At a Senate subcommittee hearing Tuesday, Mark Steyn, a conservative writer and pundit, dismissed the threat of climate change and said that related concerns about national security were “ridiculous.” In a two-minute rant, Steyn appeared to make the argument that saving low-lying islands isn’t a priority, because displaced Muslims can simply move to radicalized neighborhoods in Europe.
“We are planning now for global security threats a century hence, because the Maldives might have been swept away by water by then,” Steyn said. “The entire population of the Maldives are Sunni Muslim, so they will fit in perfectly fine if they all move to this Brussels suburb that produced the shooters in Paris.”
Steyn did not embellish on why the religion of Maldive Islanders — who are predominantly Sunni Muslim — was relevant, but it is worth nothing that the United States is currently undergoing a significant rise in Islamophobia, following the Parisian attack by ISIS and a mass shooting in Southern California by a reportedly self-radicalized Muslim couple. Cruz’s fellow Republican presidential candidate, Donald Trump, has called for a complete ban on Muslims entering the United States. (Cruz commended Trump for bringing the issue up.)
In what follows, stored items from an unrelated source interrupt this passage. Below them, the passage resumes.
use nalgebra::DVector;
use serde::{Deserialize, Serialize};
use shapemodels_core::PointCloud;
use shapemodels_model::{posterior_coefficients, PointDistributionModel, PointObservation};
use shapemodels_spatial::KdTree;
use tracing::debug;

use crate::correspondence::{
    compute_rmse, find_correspondences, nearest_reference_ids, total_squared_distance,
    Correspondence,
};
use crate::error::IcpError;

#[derive(Debug, Clone, PartialEq, Serialize, Deserialize)]
#[serde(default)]
pub struct IcpParams {
    /// Maximum number of correspondence/refit rounds.
    pub iterations: usize,
    /// Isotropic variance of each correspondence observation.
    pub noise_variance: f64,
    /// Stop early once no tracked point moves further than this in a round.
    pub convergence_threshold: Option<f64>,
    /// Reference points to track. Defaults to the reference point nearest to
    /// each target point.
    pub tracked_ids: Option<Vec<usize>>,
}

impl Default for IcpParams {
    fn default() -> Self {
        Self {
            iterations: 20,
            noise_variance: 1.0,
            convergence_threshold: None,
            tracked_ids: None,
        }
    }
}

/// How the fit loop ended.
#[derive(Debug, Clone, Copy, PartialEq, Eq, Serialize, Deserialize)]
pub enum Termination {
    Converged,
    IterationBudgetExhausted,
}

/// Diagnostics of one correspondence/refit round.
#[derive(Debug, Clone, Copy, PartialEq, Serialize, Deserialize)]
pub struct RoundStats {
    /// Sum of squared correspondence distances before the refit.
    pub squared_distance: f64,
    /// `‖α‖² + Σ dist² / σ²` after the refit, against this round's
    /// correspondences. Never increases from one round to the next.
    pub energy: f64,
    /// Largest displacement of a tracked point caused by the refit.
    pub max_displacement: f64,
}

#[derive(Debug, Clone, PartialEq)]
pub struct IcpResult {
    pub shape: PointCloud,
    pub coefficients: DVector<f64>,
    pub termination: Termination,
    pub num_iterations: usize,
    pub rounds: Vec<RoundStats>,
    pub tracked_ids: Vec<usize>,
}

impl IcpResult {
    pub fn converged(&self) -> bool {
        self.termination == Termination::Converged
    }
}

#[derive(Debug, Clone, PartialEq)]
enum State {
    Initialized,
    Correspondence,
    Refit(Vec<Correspondence>),
    Done(Termination),
}

/// Fits a point distribution model to an unordered target cloud.
///
/// Each round matches every tracked reference point of the current shape to
/// its nearest target point, then replaces the current shape with the
/// posterior mean of the model given those matches. Coefficients are always
/// conditioned from the prior, never accumulated.
#[derive(Debug)]
pub struct IcpFitter<'a> {
    model: &'a PointDistributionModel,
    target: &'a PointCloud,
    target_tree: KdTree,
    tracked_ids: Vec<usize>,
    noise_variance: f64,
    convergence_threshold: Option<f64>,
    remaining: usize,
    coefficients: DVector<f64>,
    current: PointCloud,
    rounds: Vec<RoundStats>,
    state: State,
}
The rise of the Islamic State has been tied to a drought in Syria thought to be related to climate change. And national security professionals have repeatedly said that climate change poses a significant threat. A Pentagon report specifically tied rising seas and increased extreme weather to security.
The entire population of the Maldives … will fit in perfectly fine if they all move to this Brussels suburb that produced the shooters in Paris
In October, 48 national security and foreign policy leaders, diplomats, and former members of Congress from both parties ran a full-page ad in the Wall Street Journal calling for climate change action. “This issue is critically important to the world’s most experienced security planners. The impacts are real, and the costs of inaction are unacceptable,” the experts, including Secretaries of Defense Chuck Hagel, William Cohen and Leon Panetta, write in the statement.
Steyn, who does not have any national security experience or qualifications, took the complete opposite position at the Senate Subcommittee on Space, Science, and Competitiveness hearing Tuesday, calling climate change a “cloud-cuckoo, fantasy-land, saving-the-planet type” concern.
“I can’t tell you how absurd it is to be talking about the security threat [of climate change],” Steyn said. He then went on to talk about how the growing population of West Africa was a greater threat to international stability. “All those people are just going to get on a boat and walk into Italy, Greece, Spain, Portugal, and the idea that climate change is [impacting] that is absolutely trivial to the remorselessness of those [population] numbers.”
It is unclear why — beyond his extreme views on climate change and politics — Steyn was invited to testify at the hearing called by Sen. Ted Cruz (R-TX), titled “Data or Dogma? Promoting Open Inquiry in the Debate over the Magnitude of Human Impact on Earth’s Climate.” Steyn does not have a background in science. He was trained as a journalist.
Perhaps wisely, Cruz, who chairs the subcommittee, did not engage on the national security debate after Steyn’s comments. “I’ll leave that aside for a moment,” he said, eliciting chuckles from the room.
Instead, Cruz heavily focused on the idea of a global warming pause, which has been refuted by NOAA scientists. In his opening remarks, Sen. Cruz said, “According to the satellite data, there has been no significant global warming for the past 18 years. Those are the data. The global warming alarmists don’t like these data — they are inconvenient to their narrative. But facts and evidence matter.”
Cruz has made similar comments many times before, and they have been debunked many times before. In fact, the world is on pace to have its hottest year on record. In addition, scientists predict that the speed of global warming is expected to increase dramatically. Ninety- seven percent of published, peer-reviewed climate science papers concur that man-made climate change is occurring.
“The only thing that requires a serious scientific investigation is why we are holding today’s hearing in the first place,” Sen. Ed Markey (D-MA) noted.